» AIM OF THE EXERCISE
Please give the data below again in full, exactly as it stands.

» DATA SUPPLIED
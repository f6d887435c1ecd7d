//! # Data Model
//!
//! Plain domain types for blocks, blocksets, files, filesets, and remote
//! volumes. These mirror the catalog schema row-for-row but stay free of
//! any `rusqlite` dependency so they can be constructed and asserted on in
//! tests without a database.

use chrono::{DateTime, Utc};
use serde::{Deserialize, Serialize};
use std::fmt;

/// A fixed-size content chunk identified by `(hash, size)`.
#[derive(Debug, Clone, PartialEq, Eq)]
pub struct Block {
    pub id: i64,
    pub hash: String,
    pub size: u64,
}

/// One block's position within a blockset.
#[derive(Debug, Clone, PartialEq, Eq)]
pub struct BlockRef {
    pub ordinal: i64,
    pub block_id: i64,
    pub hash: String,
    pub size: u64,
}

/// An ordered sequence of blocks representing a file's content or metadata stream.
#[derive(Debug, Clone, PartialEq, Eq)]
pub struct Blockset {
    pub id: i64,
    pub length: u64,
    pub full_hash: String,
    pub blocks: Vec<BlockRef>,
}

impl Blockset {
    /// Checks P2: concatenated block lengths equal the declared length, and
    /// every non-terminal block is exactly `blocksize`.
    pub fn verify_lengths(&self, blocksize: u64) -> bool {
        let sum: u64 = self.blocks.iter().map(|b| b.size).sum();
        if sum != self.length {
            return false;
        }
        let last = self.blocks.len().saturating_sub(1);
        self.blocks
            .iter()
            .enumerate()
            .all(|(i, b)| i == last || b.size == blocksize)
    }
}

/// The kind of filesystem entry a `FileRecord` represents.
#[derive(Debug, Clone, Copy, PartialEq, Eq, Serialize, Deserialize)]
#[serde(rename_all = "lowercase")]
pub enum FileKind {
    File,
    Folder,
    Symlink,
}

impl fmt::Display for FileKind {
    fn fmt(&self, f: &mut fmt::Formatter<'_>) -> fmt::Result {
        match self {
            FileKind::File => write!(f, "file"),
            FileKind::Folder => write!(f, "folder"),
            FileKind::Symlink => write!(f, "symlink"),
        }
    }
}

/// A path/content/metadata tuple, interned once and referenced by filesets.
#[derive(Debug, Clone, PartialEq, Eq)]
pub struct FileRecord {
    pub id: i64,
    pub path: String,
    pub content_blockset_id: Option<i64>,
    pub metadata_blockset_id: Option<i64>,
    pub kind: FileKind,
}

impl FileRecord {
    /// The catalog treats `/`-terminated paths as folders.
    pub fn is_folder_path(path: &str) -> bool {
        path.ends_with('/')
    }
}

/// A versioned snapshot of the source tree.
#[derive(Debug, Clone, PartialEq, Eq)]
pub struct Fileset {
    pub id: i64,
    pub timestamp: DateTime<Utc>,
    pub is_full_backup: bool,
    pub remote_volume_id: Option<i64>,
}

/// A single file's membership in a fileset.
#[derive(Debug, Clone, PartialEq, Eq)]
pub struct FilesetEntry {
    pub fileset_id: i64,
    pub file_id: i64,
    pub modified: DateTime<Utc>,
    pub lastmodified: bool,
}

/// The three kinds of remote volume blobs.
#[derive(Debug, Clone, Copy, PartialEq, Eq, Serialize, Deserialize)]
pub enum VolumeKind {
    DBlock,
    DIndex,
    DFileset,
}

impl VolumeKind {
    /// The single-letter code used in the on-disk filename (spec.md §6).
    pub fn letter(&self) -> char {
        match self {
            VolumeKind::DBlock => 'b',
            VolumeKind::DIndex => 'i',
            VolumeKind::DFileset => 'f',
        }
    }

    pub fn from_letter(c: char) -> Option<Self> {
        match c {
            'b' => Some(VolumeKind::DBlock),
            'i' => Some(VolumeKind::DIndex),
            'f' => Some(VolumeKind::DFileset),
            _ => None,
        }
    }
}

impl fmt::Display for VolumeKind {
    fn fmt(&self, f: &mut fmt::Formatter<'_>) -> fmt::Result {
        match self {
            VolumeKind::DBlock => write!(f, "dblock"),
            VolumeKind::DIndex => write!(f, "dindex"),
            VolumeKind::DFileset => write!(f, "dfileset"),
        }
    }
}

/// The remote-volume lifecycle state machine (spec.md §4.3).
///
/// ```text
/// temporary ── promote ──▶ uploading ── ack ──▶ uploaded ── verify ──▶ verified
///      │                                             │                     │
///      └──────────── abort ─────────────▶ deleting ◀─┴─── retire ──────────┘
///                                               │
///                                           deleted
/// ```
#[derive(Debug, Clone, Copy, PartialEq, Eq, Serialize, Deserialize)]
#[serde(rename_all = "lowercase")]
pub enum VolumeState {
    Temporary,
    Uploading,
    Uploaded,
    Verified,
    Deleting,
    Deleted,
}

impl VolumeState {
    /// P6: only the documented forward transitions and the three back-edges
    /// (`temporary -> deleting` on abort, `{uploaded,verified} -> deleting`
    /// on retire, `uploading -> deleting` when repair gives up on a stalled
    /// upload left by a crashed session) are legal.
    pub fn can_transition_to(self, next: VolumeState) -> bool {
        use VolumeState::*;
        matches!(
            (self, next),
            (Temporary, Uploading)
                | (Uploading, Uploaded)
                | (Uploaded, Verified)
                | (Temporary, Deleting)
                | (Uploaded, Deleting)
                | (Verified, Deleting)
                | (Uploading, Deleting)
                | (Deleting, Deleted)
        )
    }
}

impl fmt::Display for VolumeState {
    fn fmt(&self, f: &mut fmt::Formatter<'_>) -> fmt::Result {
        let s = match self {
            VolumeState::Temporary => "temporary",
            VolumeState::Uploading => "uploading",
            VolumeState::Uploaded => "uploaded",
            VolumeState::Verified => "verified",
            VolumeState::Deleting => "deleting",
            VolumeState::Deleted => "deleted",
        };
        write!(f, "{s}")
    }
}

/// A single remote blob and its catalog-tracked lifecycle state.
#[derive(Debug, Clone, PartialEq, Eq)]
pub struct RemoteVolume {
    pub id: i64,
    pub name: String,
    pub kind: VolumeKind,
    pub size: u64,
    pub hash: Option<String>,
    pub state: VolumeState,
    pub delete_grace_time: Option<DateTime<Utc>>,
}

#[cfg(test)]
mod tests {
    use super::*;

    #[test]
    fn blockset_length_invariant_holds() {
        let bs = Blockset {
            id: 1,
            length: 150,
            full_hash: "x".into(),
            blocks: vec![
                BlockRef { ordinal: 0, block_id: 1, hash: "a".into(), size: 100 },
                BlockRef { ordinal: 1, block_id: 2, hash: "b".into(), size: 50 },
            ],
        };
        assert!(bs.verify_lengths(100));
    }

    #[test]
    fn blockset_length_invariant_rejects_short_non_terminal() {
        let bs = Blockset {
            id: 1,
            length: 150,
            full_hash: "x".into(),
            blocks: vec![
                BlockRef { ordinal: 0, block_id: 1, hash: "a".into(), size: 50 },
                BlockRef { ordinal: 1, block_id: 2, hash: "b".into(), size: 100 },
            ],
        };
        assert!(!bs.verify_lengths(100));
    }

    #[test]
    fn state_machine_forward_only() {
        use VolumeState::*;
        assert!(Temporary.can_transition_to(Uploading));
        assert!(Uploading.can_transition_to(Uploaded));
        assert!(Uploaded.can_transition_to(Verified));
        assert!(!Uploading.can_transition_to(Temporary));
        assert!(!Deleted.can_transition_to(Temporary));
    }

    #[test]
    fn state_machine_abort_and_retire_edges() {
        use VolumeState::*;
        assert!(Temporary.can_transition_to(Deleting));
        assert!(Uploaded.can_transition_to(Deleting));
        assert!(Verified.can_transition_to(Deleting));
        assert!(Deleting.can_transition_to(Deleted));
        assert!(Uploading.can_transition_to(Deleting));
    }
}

» TASK ANSWER
repository f6d887435c1ecd7d
//! # Data Model
//!
//! Plain domain types for blocks, blocksets, files, filesets, and remote
//! volumes. These mirror the catalog schema row-for-row but stay free of
//! any `rusqlite` dependency so they can be constructed and asserted on in
//! tests without a database.

use chrono::{DateTime, Utc};
use serde::{Deserialize, Serialize};
use std::fmt;

/// A fixed-size content chunk identified by `(hash, size)`.
#[derive(Debug, Clone, PartialEq, Eq)]
pub struct Block {
    pub id: i64,
    pub hash: String,
    pub size: u64,
}

/// One block's position within a blockset.
#[derive(Debug, Clone, PartialEq, Eq)]
pub struct BlockRef {
    pub ordinal: i64,
    pub block_id: i64,
    pub hash: String,
    pub size: u64,
}

/// An ordered sequence of blocks representing a file's content or metadata stream.
#[derive(Debug, Clone, PartialEq, Eq)]
pub struct Blockset {
    pub id: i64,
    pub length: u64,
    pub full_hash: String,
    pub blocks: Vec<BlockRef>,
}

impl Blockset {
    /// Checks P2: concatenated block lengths equal the declared length, and
    /// every non-terminal block is exactly `blocksize`.
    pub fn verify_lengths(&self, blocksize: u64) -> bool {
        let sum: u64 = self.blocks.iter().map(|b| b.size).sum();
        if sum != self.length {
            return false;
        }
        let last = self.blocks.len().saturating_sub(1);
        self.blocks
            .iter()
            .enumerate()
            .all(|(i, b)| i == last || b.size == blocksize)
    }
}

/// The kind of filesystem entry a `FileRecord` represents.
#[derive(Debug, Clone, Copy, PartialEq, Eq, Serialize, Deserialize)]
#[serde(rename_all = "lowercase")]
pub enum FileKind {
    File,
    Folder,
    Symlink,
}

impl fmt::Display for FileKind {
    fn fmt(&self, f: &mut fmt::Formatter<'_>) -> fmt::Result {
        match self {
            FileKind::File => write!(f, "file"),
            FileKind::Folder => write!(f, "folder"),
            FileKind::Symlink => write!(f, "symlink"),
        }
    }
}

/// A path/content/metadata tuple, interned once and referenced by filesets.
#[derive(Debug, Clone, PartialEq, Eq)]
pub struct FileRecord {
    pub id: i64,
    pub path: String,
    pub content_blockset_id: Option<i64>,
    pub metadata_blockset_id: Option<i64>,
    pub kind: FileKind,
}

impl FileRecord {
    /// The catalog treats `/`-terminated paths as folders.
    pub fn is_folder_path(path: &str) -> bool {
        path.ends_with('/')
    }
}

/// A versioned snapshot of the source tree.
#[derive(Debug, Clone, PartialEq, Eq)]
pub struct Fileset {
    pub id: i64,
    pub timestamp: DateTime<Utc>,
    pub is_full_backup: bool,
    pub remote_volume_id: Option<i64>,
}

/// A single file's membership in a fileset.
#[derive(Debug, Clone, PartialEq, Eq)]
pub struct FilesetEntry {
    pub fileset_id: i64,
    pub file_id: i64,
    pub modified: DateTime<Utc>,
    pub lastmodified: bool,
}

/// The three kinds of remote volume blobs.
#[derive(Debug, Clone, Copy, PartialEq, Eq, Serialize, Deserialize)]
pub enum VolumeKind {
    DBlock,
    DIndex,
    DFileset,
}

impl VolumeKind {
    /// The single-letter code used in the on-disk filename (spec.md §6).
    pub fn letter(&self) -> char {
        match self {
            VolumeKind::DBlock => 'b',
            VolumeKind::DIndex => 'i',
            VolumeKind::DFileset => 'f',
        }
    }

    pub fn from_letter(c: char) -> Option<Self> {
        match c {
            'b' => Some(VolumeKind::DBlock),
            'i' => Some(VolumeKind::DIndex),
            'f' => Some(VolumeKind::DFileset),
            _ => None,
        }
    }
}

impl fmt::Display for VolumeKind {
    fn fmt(&self, f: &mut fmt::Formatter<'_>) -> fmt::Result {
        match self {
            VolumeKind::DBlock => write!(f, "dblock"),
            VolumeKind::DIndex => write!(f, "dindex"),
            VolumeKind::DFileset => write!(f, "dfileset"),
        }
    }
}

/// The remote-volume lifecycle state machine (spec.md §4.3).
///
/// ```text
/// temporary ── promote ──▶ uploading ── ack ──▶ uploaded ── verify ──▶ verified
///      │                                             │                     │
///      └──────────── abort ─────────────▶ deleting ◀─┴─── retire ──────────┘
///                                               │
///                                           deleted
/// ```
#[derive(Debug, Clone, Copy, PartialEq, Eq, Serialize, Deserialize)]
#[serde(rename_all = "lowercase")]
pub enum VolumeState {
    Temporary,
    Uploading,
    Uploaded,
    Verified,
    Deleting,
    Deleted,
}

impl VolumeState {
    /// P6: only the documented forward transitions and the three back-edges
    /// (`temporary -> deleting` on abort, `{uploaded,verified} -> deleting`
    /// on retire, `uploading -> deleting` when repair gives up on a stalled
    /// upload left by a crashed session) are legal.
    pub fn can_transition_to(self, next: VolumeState) -> bool {
        use VolumeState::*;
        matches!(
            (self, next),
            (Temporary, Uploading)
                | (Uploading, Uploaded)
                | (Uploaded, Verified)
                | (Temporary, Deleting)
                | (Uploaded, Deleting)
                | (Verified, Deleting)
                | (Uploading, Deleting)
                | (Deleting, Deleted)
        )
    }
}

impl fmt::Display for VolumeState {
    fn fmt(&self, f: &mut fmt::Formatter<'_>) -> fmt::Result {
        let s = match self {
            VolumeState::Temporary => "temporary",
            VolumeState::Uploading => "uploading",
            VolumeState::Uploaded => "uploaded",
            VolumeState::Verified => "verified",
            VolumeState::Deleting => "deleting",
            VolumeState::Deleted => "deleted",
        };
        write!(f, "{s}")
    }
}

/// A single remote blob and its catalog-tracked lifecycle state.
#[derive(Debug, Clone, PartialEq, Eq)]
pub struct RemoteVolume {
    pub id: i64,
    pub name: String,
    pub kind: VolumeKind,
    pub size: u64,
    pub hash: Option<String>,
    pub state: VolumeState,
    pub delete_grace_time: Option<DateTime<Utc>>,
}

#[cfg(test)]
mod tests {
    use super::*;

    #[test]
    fn blockset_length_invariant_holds() {
        let bs = Blockset {
            id: 1,
            length: 150,
            full_hash: "x".into(),
            blocks: vec![
                BlockRef { ordinal: 0, block_id: 1, hash: "a".into(), size: 100 },
                BlockRef { ordinal: 1, block_id: 2, hash: "b".into(), size: 50 },
            ],
        };
        assert!(bs.verify_lengths(100));
    }

    #[test]
    fn blockset_length_invariant_rejects_short_non_terminal() {
        let bs = Blockset {
            id: 1,
            length: 150,
            full_hash: "x".into(),
            blocks: vec![
                BlockRef { ordinal: 0, block_id: 1, hash: "a".into(), size: 50 },
                BlockRef { ordinal: 1, block_id: 2, hash: "b".into(), size: 100 },
            ],
        };
        assert!(!bs.verify_lengths(100));
    }

    #[test]
    fn state_machine_forward_only() {
        use VolumeState::*;
        assert!(Temporary.can_transition_to(Uploading));
        assert!(Uploading.can_transition_to(Uploaded));
        assert!(Uploaded.can_transition_to(Verified));
        assert!(!Uploading.can_transition_to(Temporary));
        assert!(!Deleted.can_transition_to(Temporary));
    }

    #[test]
    fn state_machine_abort_and_retire_edges() {
        use VolumeState::*;
        assert!(Temporary.can_transition_to(Deleting));
        assert!(Uploaded.can_transition_to(Deleting));
        assert!(Verified.can_transition_to(Deleting));
        assert!(Deleting.can_transition_to(Deleted));
        assert!(Uploading.can_transition_to(Deleting));
    }
}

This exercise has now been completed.